(Collected data entries)
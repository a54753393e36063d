//! Output formatting for the CLI.

use console::style;
use indicatif::{ProgressBar, ProgressStyle};
use roster_page::sections::AssignmentSource;

/// Output handler for CLI messages.
///
/// Status lines go to stderr so rendered HTML on stdout stays clean.
#[derive(Clone)]
pub struct Output {
    verbose: bool,
    json: bool,
}

impl Output {
    pub fn new(verbose: bool, json: bool) -> Self {
        Self { verbose, json }
    }

    pub fn info(&self, msg: &str) {
        if self.json {
            return;
        }
        eprintln!("{} {}", style("ℹ").blue(), msg);
    }

    pub fn success(&self, msg: &str) {
        if self.json {
            return;
        }
        eprintln!("{} {}", style("✓").green(), msg);
    }

    pub fn warn(&self, msg: &str) {
        if self.json {
            return;
        }
        eprintln!("{} {}", style("⚠").yellow(), msg);
    }

    pub fn error(&self, msg: &str) {
        if self.json {
            eprintln!("{}", serde_json::json!({ "error": msg }));
            return;
        }
        eprintln!("{} {}", style("✗").red(), style(msg).red());
    }

    /// Print a debug message (only in verbose mode).
    pub fn debug(&self, msg: &str) {
        if !self.verbose || self.json {
            return;
        }
        eprintln!("{} {}", style("→").dim(), style(msg).dim());
    }

    pub fn header(&self, msg: &str) {
        if self.json {
            return;
        }
        println!("\n{}", style(msg).bold().underlined());
    }

    pub fn json<T: serde::Serialize>(&self, value: &T) {
        if let Ok(json) = serde_json::to_string_pretty(value) {
            println!("{}", json);
        }
    }

    pub fn kv(&self, key: &str, value: &str) {
        if self.json {
            return;
        }
        println!("  {}: {}", style(key).dim(), value);
    }

    pub fn list_item(&self, item: &str) {
        if self.json {
            return;
        }
        println!("  {} {}", style("•").dim(), item);
    }

    /// Create a spinner for indeterminate progress.
    pub fn spinner(&self, msg: &str) -> ProgressBar {
        if self.json {
            return ProgressBar::hidden();
        }

        let pb = ProgressBar::new_spinner();
        pb.set_style(
            ProgressStyle::default_spinner()
                .template("{spinner:.green} {msg}")
                .unwrap_or_else(|_| ProgressStyle::default_spinner()),
        );
        pb.set_message(msg.to_string());
        pb.enable_steady_tick(std::time::Duration::from_millis(100));
        pb
    }

    pub fn is_verbose(&self) -> bool {
        self.verbose
    }

    pub fn is_json(&self) -> bool {
        self.json
    }
}

/// Badge for how an instructor was assigned.
pub fn source_badge(source: AssignmentSource) -> String {
    match source {
        AssignmentSource::SubjectMatch => style("subject").green().to_string(),
        AssignmentSource::Keyword(keyword) => {
            style(format!("keyword: {}", keyword)).yellow().to_string()
        }
        AssignmentSource::Default => style("default").dim().to_string(),
    }
}
//! Core abstractions for the student directory page.
//!
//! This crate provides the fundamental types:
//! - `PageConfig` - Data path, container id and fallback text
//! - `RequestContext` - Typed request parameters
//! - `TimingContext` / `LifecyclePhase` - Request lifecycle tracking
//! - `PageError` - Streaming protocol failures

mod config;
mod context;
mod error;
mod lifecycle;

pub use config::*;
pub use context::*;
pub use error::*;
pub use lifecycle::*;
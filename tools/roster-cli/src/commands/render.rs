//! Render the directory page.

use anyhow::{Context as _, Result};

use super::{build_page, RenderArgs};
use crate::context::Context;

/// Run the render command.
pub async fn run(args: RenderArgs, ctx: &Context) -> Result<()> {
    let page = build_page(&args.source, ctx)?;

    let spinner = ctx.output.spinner("Rendering...");
    let result = page.render_document().await;
    spinner.finish_and_clear();
    let html = result.context("Failed to render page")?;

    let Some(out) = args.out else {
        print!("{}", html);
        return Ok(());
    };

    let path = ctx.resolve_path(&out);
    if let Some(parent) = path.parent() {
        std::fs::create_dir_all(parent)
            .with_context(|| format!("Failed to create {}", parent.display()))?;
    }
    std::fs::write(&path, &html)
        .with_context(|| format!("Failed to write {}", path.display()))?;

    if ctx.output.is_json() {
        ctx.output.json(&serde_json::json!({
            "path": path.display().to_string(),
            "bytes": html.len(),
        }));
    } else {
        ctx.output
            .success(&format!("Wrote {} ({} bytes)", path.display(), html.len()));
    }

    Ok(())
}
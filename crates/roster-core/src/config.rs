//! Page configuration.

use serde::{Deserialize, Serialize};

/// Default location of the roster document, relative to the page.
pub const DEFAULT_DATA_PATH: &str = "data/students.json";

/// Identifier of the element that receives the rendered sections.
pub const DEFAULT_CONTAINER_ID: &str = "output";

/// Text written into the container when the document cannot be loaded.
pub const DEFAULT_FALLBACK_MESSAGE: &str = "Failed to load data (see console).";

/// Configuration for one student directory page.
#[derive(Debug, Clone, PartialEq, Eq, Serialize, Deserialize)]
pub struct PageConfig {
    /// Relative path (or absolute URL) of the roster document.
    #[serde(default = "default_data_path")]
    pub data_path: String,

    /// Id of the output container element.
    #[serde(default = "default_container_id")]
    pub container_id: String,

    /// Message shown in the container when loading fails.
    #[serde(default = "default_fallback_message")]
    pub fallback_message: String,

    /// Page title.
    #[serde(default = "default_title")]
    pub title: String,
}

fn default_data_path() -> String {
    DEFAULT_DATA_PATH.to_string()
}

fn default_container_id() -> String {
    DEFAULT_CONTAINER_ID.to_string()
}

fn default_fallback_message() -> String {
    DEFAULT_FALLBACK_MESSAGE.to_string()
}

fn default_title() -> String {
    "Student Directory".to_string()
}

impl PageConfig {
    /// Override the data path.
    pub fn with_data_path(mut self, path: impl Into<String>) -> Self {
        self.data_path = path.into();
        self
    }
}

impl Default for PageConfig {
    fn default() -> Self {
        Self {
            data_path: default_data_path(),
            container_id: default_container_id(),
            fallback_message: default_fallback_message(),
            title: default_title(),
        }
    }
}

#[cfg(test)]
mod tests {
    use super::*;

    #[test]
    fn test_defaults() {
        let config = PageConfig::default();
        assert_eq!(config.data_path, "data/students.json");
        assert_eq!(config.container_id, "output");
        assert_eq!(config.fallback_message, "Failed to load data (see console).");
    }

    #[test]
    fn test_partial_toml_keeps_defaults() {
        let config: PageConfig = toml::from_str(r#"data_path = "fixtures/roster.json""#).unwrap();
        assert_eq!(config.data_path, "fixtures/roster.json");
        assert_eq!(config.container_id, DEFAULT_CONTAINER_ID);
        assert_eq!(config.title, "Student Directory");
    }

    #[test]
    fn test_empty_json_is_default() {
        let config: PageConfig = serde_json::from_str("{}").unwrap();
        assert_eq!(config, PageConfig::default());
    }
}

**Problem to solve**: Return, unchanged, the run of lines above that opens with the line containing "in verbose mode)." and closes with the line containing "if let Ok(json)". Include both.

**Response to the task**:
    /// Print a debug message (only in verbose mode).
    pub fn debug(&self, msg: &str) {
        if !self.verbose || self.json {
            return;
        }
        eprintln!("{} {}", style("→").dim(), style(msg).dim());
    }

    pub fn header(&self, msg: &str) {
        if self.json {
            return;
        }
        println!("\n{}", style(msg).bold().underlined());
    }

    pub fn json<T: serde::Serialize>(&self, value: &T) {
        if let Ok(json) = serde_json::to_string_pretty(value) {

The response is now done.